Re-examination of the data from the holotype of C. hubbsi during this study also revealed the range of anisochelae to be: 23-31-35 μm, pseudoamphiasters: 120-(136)-153 μm, styles (in three classes, 4041-(5067)-7142 x 52-(71)-96, 3419-(4172)-5146 x 25-(61)-102, 1518-(2565)-3330 x 14-(44)-79 μm and sigmancistras: 75-(98)-121 μm. The shape of the parasol apparently diagnostic for C. hubbsi ( Lundsten et al. 2017: Fig. 6A View FIGURE 6 ) has the same vertical orientation of the filaments as does C. mirabilis in Koltun’s (1970) Plate 6 figure 7. Consequently, it would be informative to re-examine the maximum dimensions of the pseudoamphiaster in Koltun’s (1970) specimen, which may show it to be conspecific with C. hubbsi , and thus, suggest a pan North Pacific distribution, or as it currently is, a North-South Pacific continuum.

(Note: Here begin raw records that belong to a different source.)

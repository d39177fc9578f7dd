mod cli;

use std::path::PathBuf;
use std::process::ExitCode;
use std::time::Duration;

use clap::Parser;
use tracing::{error, info, warn};
use tracing_subscriber::EnvFilter;

use notebench_core::harness::{run_scenario, ContainerPair, HarnessConfig};
use notebench_core::report::{generate_with, ReportOptions};
use notebench_core::scenario::{notes_scenario, read_scenario};
use notebench_core::NotebenchError;

#[tokio::main]
async fn main() -> ExitCode {
    tracing_subscriber::fmt()
        .with_env_filter(EnvFilter::try_from_default_env().unwrap_or_else(|_| EnvFilter::new("info")))
        .init();

    let cli = cli::Cli::parse();
    let result = match cli.command {
        cli::Commands::Run {
            url,
            scenario,
            users,
            spawn_rate,
            duration,
            out,
            benchmark_container,
            db_container,
        } => {
            cmd_run(
                url,
                scenario,
                users,
                spawn_rate,
                duration,
                out,
                benchmark_container.zip(db_container),
            )
            .await
        }
        cli::Commands::Report {
            root,
            no_readme,
            no_json,
        } => cmd_report(root, no_readme, no_json),
    };

    match result {
        Ok(()) => ExitCode::SUCCESS,
        Err(err) => {
            error!("{err}");
            ExitCode::FAILURE
        }
    }
}

#[allow(clippy::too_many_arguments)]
async fn cmd_run(
    url: String,
    scenario_path: Option<PathBuf>,
    users: Option<u32>,
    spawn_rate: Option<f64>,
    duration: Option<u64>,
    out: PathBuf,
    containers: Option<(String, String)>,
) -> Result<(), NotebenchError> {
    let scenario = match scenario_path {
        Some(path) => read_scenario(&path).await?,
        None => notes_scenario(),
    };

    let mut config = HarnessConfig::from_scenario(scenario, url, out);
    if let Some(users) = users {
        config.users = users;
    }
    if let Some(rate) = spawn_rate {
        config.spawn_rate = rate;
    }
    if let Some(secs) = duration {
        config.duration = Duration::from_secs(secs);
    }
    config.containers = containers.map(|(benchmark, db)| ContainerPair { benchmark, db });

    let outcome = run_scenario(config).await?;
    info!(
        stats = %outcome.stats_path.display(),
        requests = outcome.total_requests,
        failures = outcome.total_failures,
        mean_response_ms = outcome.mean_response_ms.unwrap_or(0.0),
        "run complete"
    );
    if let Some(path) = outcome.resource_path {
        info!(resources = %path.display(), "resource usage written");
    }
    Ok(())
}

fn cmd_report(root: PathBuf, no_readme: bool, no_json: bool) -> Result<(), NotebenchError> {
    let options = ReportOptions {
        write_json: !no_json,
        write_readme: !no_readme,
    };
    let report = generate_with(&root, options)?;

    for run in &report.runs {
        info!(name = %run.name, graph = %run.graph_path.display(), "run reported");
    }
    for failure in &report.failures {
        warn!(name = %failure.name, error = %failure.error, "run skipped");
    }
    info!(
        runs = report.runs.len(),
        failures = report.failures.len(),
        "report complete"
    );
    // Per-run failures are non-fatal; only batch-level errors reach main.
    Ok(())
}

Unfortunately, neither the holotype of C. hubbsi nor Koltun’s (1970) C. mirabilis was available for us to reexamine. Re-examination of the type of C. mirabilis under an SEM or using molecular techniques would also be useful. In any case, a population genetic approach based on fresh specimens from the North and South Pacific would test the connectivity between temperate Pacific Ocean waters both sides of the equator, and even both sides of the International Date Line.

Lundsten et al. (2017) appear to have misinterpreted Ridley & Dendy’s (1887) description, with the original description of C. mirabilis having a basal width of 6 mm, compared to 11 mm in C. hubbsi . The lateral processes in C. mirabilis were listed as about 31 mm by Ridley & Dendy (1887) and these compare to 42–51 mm in C. hubbsi by Lundsten et al. (2017).

Unfortunately, also, both Lenhert et al. (2005) and Lopes & Hajdu (2014) mistakenly list Ridley and Dendy’s (1887) measurements of the pseudoamphiasters in C. mirabilis as 23 µm instead of 230 µm.